ALPA Pilots and Staff Gather to Honor the Victims of September 11
September 11, 2013 - More than 100 ALPA pilots and staff joined together in a private ceremony at ALPA’s 9-11 Memorial Garden in Herndon, Va., to remember those lost on this day 12 years ago. Capt. Lee Moak, president of the Air Line Pilots Association, International (ALPA), opened the event by recalling the events of that fateful day and the impact those events had on the piloting profession.
“Twelve years ago today, our people, our country, and our way of life were attacked. As airline pilots, this was a personal attack—our livelihoods and our profession were targeted by terrorists with the intent of hateful destruction,” said Capt. Moak. (Read Capt. Moak’s full remarks here.)
Capt. Moak also discussed the recent advances that pilots have made to ensure that similar events will not happen again, including the Federal Flight Deck Officer and Known Crewmember programs. He reiterated ALPA’s unwavering support for the Saracini Aviation Safety Act of 2013, which will require the installation of a secondary barrier to the cockpit on all commercial aircraft. He urged those in attendance to “reaffirm our pledge: We will never forget. We will continue to stand together, stay vigilant, and make every effort to make aviation in North America even more safe and secure.”
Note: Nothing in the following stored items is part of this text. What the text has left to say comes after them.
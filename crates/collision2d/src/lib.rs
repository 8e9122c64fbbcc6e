//! # Collision2D
//!
//! Narrow-phase 2D collision and ray-intersection geometry.
//!
//! ## Features
//!
//! - **Shapes**: Circles and axis-aligned rectangles behind one [`Collider`] contract
//! - **Overlap Queries**: Point, circle and rectangle tests with inclusive boundaries
//! - **Ray Casting**: Analytic ray-circle (quadratic) and ray-rectangle (slab) intersection
//! - **Validated Construction**: Degenerate geometry is rejected with a [`GeometryError`]
//! - **Serializable**: Shapes and rays load from TOML/RON through the [`config`] module
//!
//! ## Quick Start
//!
//! ```rust
//! use collision2d::prelude::*;
//!
//! fn main() -> Result<(), GeometryError> {
//!     let circle = CircleCollider::new(2.0, Vec2::new(0.0, 0.0))?;
//!     let wall = RectangleCollider::new(Vec2::new(1.5, -5.0), Size::new(1.0, 10.0))?;
//!     assert!(circle.collide_rectangle(&wall));
//!
//!     let ray = Ray::new(Vec2::new(-10.0, 0.0), Vec2::new(1.0, 0.0))?;
//!     let hit = ray.intersect_circle(&circle).expect("ray points at the circle");
//!     assert!((hit.distance - 8.0).abs() < 1e-5);
//!     Ok(())
//! }
//! ```

#![warn(missing_docs)]
#![warn(clippy::all, clippy::pedantic, clippy::nursery)]
#![allow(clippy::module_name_repetitions, clippy::similar_names)]

pub mod config;
pub mod foundation;
pub mod physics;

pub use physics::collision::{
    CircleCollider, Collider, GeometryError, Ray, RayHit, RectangleCollider, Shape, Size,
};

/// Common imports for library users
pub mod prelude {
    pub use crate::{
        config::{Config, ConfigError},
        foundation::math::{Point2, Vec2},
        physics::collision::{
            CircleCollider, Collider, GeometryError, Ray, RayHit, RectangleCollider, Shape, Size,
        },
    };
}
//! Scenario files: named shapes plus the queries to run against them

use std::collections::BTreeMap;

use collision2d::config::{Config, ConfigError};
use collision2d::prelude::*;
use serde::{Deserialize, Serialize};

/// Errors raised while running a probe
#[derive(thiserror::Error, Debug)]
pub enum ProbeError {
    /// Scenario could not be loaded
    #[error("Scenario error: {0}")]
    Config(#[from] ConfigError),

    /// A query names a shape the scenario does not define
    #[error("Query {query} references unknown shape '{name}'")]
    UnknownShape {
        /// Which query failed, e.g. "overlap #2"
        query: String,
        /// The missing shape name
        name: String,
    },
}

/// Overlap test between two named shapes
#[derive(Debug, Clone, Serialize, Deserialize)]
pub struct OverlapQuery {
    /// First shape
    pub a: String,
    /// Second shape
    pub b: String,
}

/// Point containment test against a named shape
#[derive(Debug, Clone, Serialize, Deserialize)]
pub struct PointQuery {
    /// Shape to test
    pub shape: String,
    /// Point to test
    pub point: Vec2,
}

/// Ray cast against a named shape
#[derive(Debug, Clone, Serialize, Deserialize)]
pub struct RayQuery {
    /// Shape to cast against
    pub target: String,
    /// The ray
    pub ray: Ray,
}

/// A probe scenario as loaded from TOML or RON
#[derive(Debug, Default, Serialize, Deserialize)]
pub struct Scenario {
    /// Label used in log output
    #[serde(default)]
    pub name: String,
    /// Shapes by name
    #[serde(default)]
    pub shapes: BTreeMap<String, Shape>,
    /// Overlap queries
    #[serde(default)]
    pub overlaps: Vec<OverlapQuery>,
    /// Point queries
    #[serde(default)]
    pub points: Vec<PointQuery>,
    /// Ray queries
    #[serde(default)]
    pub rays: Vec<RayQuery>,
}

impl Config for Scenario {}

/// Outcome of a single query
#[derive(Debug, Clone, Copy, PartialEq)]
pub enum Outcome {
    /// Overlap or point query result
    Contact(bool),
    /// Ray query result
    Ray(Option<RayHit>),
}

/// Tallies for a full scenario run
#[derive(Debug, Default, Clone, PartialEq)]
pub struct ProbeReport {
    /// Every outcome in evaluation order: overlaps, then points, then rays
    pub outcomes: Vec<Outcome>,
    /// Overlap and point queries that reported contact
    pub contacts: usize,
    /// Ray queries that hit
    pub hits: usize,
}

impl Scenario {
    /// Load a scenario file, picking TOML or RON by extension
    pub fn load(path: impl AsRef<std::path::Path>) -> Result<Self, ProbeError> {
        Ok(Self::load_from_file(path)?)
    }

    fn shape(&self, query: impl FnOnce() -> String, name: &str) -> Result<&Shape, ProbeError> {
        self.shapes.get(name).ok_or_else(|| ProbeError::UnknownShape {
            query: query(),
            name: name.to_string(),
        })
    }

    /// Evaluate every query, logging each result
    ///
    /// All names are resolved before any query runs, so a typo fails the
    /// whole scenario rather than producing a partial report.
    pub fn evaluate(&self) -> Result<ProbeReport, ProbeError> {
        let mut overlaps = Vec::with_capacity(self.overlaps.len());
        for (i, query) in self.overlaps.iter().enumerate() {
            let label = || format!("overlap #{i}");
            overlaps.push((query, self.shape(label, &query.a)?, self.shape(label, &query.b)?));
        }
        let mut points = Vec::with_capacity(self.points.len());
        for (i, query) in self.points.iter().enumerate() {
            points.push((query, self.shape(|| format!("point #{i}"), &query.shape)?));
        }
        let mut rays = Vec::with_capacity(self.rays.len());
        for (i, query) in self.rays.iter().enumerate() {
            rays.push((query, self.shape(|| format!("ray #{i}"), &query.target)?));
        }

        let mut report = ProbeReport::default();

        for (query, a, b) in overlaps {
            let colliding = a.intersects(b);
            log::info!(
                "{} '{}' vs {} '{}': {}",
                a.kind(),
                query.a,
                b.kind(),
                query.b,
                if colliding { "colliding" } else { "clear" }
            );
            report.contacts += usize::from(colliding);
            report.outcomes.push(Outcome::Contact(colliding));
        }

        for (query, shape) in points {
            let inside = shape.collide_point(query.point);
            log::info!(
                "point ({}, {}) in {} '{}': {}",
                query.point.x,
                query.point.y,
                shape.kind(),
                query.shape,
                inside
            );
            report.contacts += usize::from(inside);
            report.outcomes.push(Outcome::Contact(inside));
        }

        for (query, shape) in rays {
            let hit = query.ray.cast(shape);
            match hit {
                Some(hit) if hit.origin_inside => log::info!(
                    "ray into '{}': origin inside, reported at ({}, {}) t = {}",
                    query.target,
                    hit.point.x,
                    hit.point.y,
                    hit.distance
                ),
                Some(hit) => log::info!(
                    "ray into '{}': hit at ({}, {}) t = {}",
                    query.target,
                    hit.point.x,
                    hit.point.y,
                    hit.distance
                ),
                None => log::info!("ray into '{}': miss", query.target),
            }
            report.hits += usize::from(hit.is_some());
            report.outcomes.push(Outcome::Ray(hit));
        }

        Ok(report)
    }
}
Following Capt. Moak’s remarks, Capt. Jay Heppner, United Airlines MEC chair, spoke about the personal sense of loss felt by pilots and others in the aviation industry. “Each year, we make the pilgrimage here to the ALPA International 9-11 Memorial not only to mourn the loss of our brothers on that dark day, but to renew our promise to sustain their memories.” Capt. Heppner then read the names of the United and American Airlines crewmembers who died in the attacks, while a bell rang for each victim. (Read Capt. Heppner’s full remarks here.)
Though 12 years have passed, ALPA, its members, and staff, annually renew their commitment to the safety and security of those who fly, the crews that serve, and the passengers and cargo carried aboard. Never forget.